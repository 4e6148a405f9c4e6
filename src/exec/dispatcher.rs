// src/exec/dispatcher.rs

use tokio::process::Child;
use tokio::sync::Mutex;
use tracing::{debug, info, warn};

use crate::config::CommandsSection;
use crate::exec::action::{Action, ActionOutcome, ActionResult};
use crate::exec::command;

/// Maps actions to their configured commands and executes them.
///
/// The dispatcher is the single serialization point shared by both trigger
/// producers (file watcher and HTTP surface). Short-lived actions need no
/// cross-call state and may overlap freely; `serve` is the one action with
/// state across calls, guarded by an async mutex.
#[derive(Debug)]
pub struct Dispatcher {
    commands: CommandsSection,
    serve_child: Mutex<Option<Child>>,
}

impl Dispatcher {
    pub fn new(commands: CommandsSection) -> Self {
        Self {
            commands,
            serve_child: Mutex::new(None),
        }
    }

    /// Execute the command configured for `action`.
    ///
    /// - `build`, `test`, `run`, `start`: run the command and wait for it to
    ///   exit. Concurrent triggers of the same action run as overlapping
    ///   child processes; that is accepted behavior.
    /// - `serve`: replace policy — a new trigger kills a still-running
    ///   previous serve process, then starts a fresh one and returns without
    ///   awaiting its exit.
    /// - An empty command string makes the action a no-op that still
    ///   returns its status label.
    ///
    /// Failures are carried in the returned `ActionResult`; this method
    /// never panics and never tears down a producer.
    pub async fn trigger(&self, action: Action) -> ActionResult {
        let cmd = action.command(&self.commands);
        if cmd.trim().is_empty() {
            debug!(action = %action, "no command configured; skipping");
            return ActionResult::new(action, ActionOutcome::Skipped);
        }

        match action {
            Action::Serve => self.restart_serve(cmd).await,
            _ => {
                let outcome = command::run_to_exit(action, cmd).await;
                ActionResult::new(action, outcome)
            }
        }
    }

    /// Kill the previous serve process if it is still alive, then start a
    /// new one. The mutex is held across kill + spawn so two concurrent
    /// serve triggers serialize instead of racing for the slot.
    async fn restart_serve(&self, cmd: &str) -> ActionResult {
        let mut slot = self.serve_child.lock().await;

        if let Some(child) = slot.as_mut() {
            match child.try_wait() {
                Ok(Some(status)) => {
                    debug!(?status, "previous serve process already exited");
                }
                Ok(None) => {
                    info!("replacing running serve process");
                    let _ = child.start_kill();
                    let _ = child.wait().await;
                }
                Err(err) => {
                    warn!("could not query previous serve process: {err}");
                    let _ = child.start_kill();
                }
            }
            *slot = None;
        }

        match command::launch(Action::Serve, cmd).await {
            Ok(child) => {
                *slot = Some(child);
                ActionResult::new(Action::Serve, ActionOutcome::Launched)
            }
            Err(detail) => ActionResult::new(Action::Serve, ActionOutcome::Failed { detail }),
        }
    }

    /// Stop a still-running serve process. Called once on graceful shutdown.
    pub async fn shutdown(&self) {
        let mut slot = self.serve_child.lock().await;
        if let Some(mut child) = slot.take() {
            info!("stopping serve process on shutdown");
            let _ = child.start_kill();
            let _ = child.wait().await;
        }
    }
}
- - -
◆ **THE TASK**:
For the records above, state how many lines contain "async". Add nothing to the number.

◆ **THE COMPLETED TASK**:
4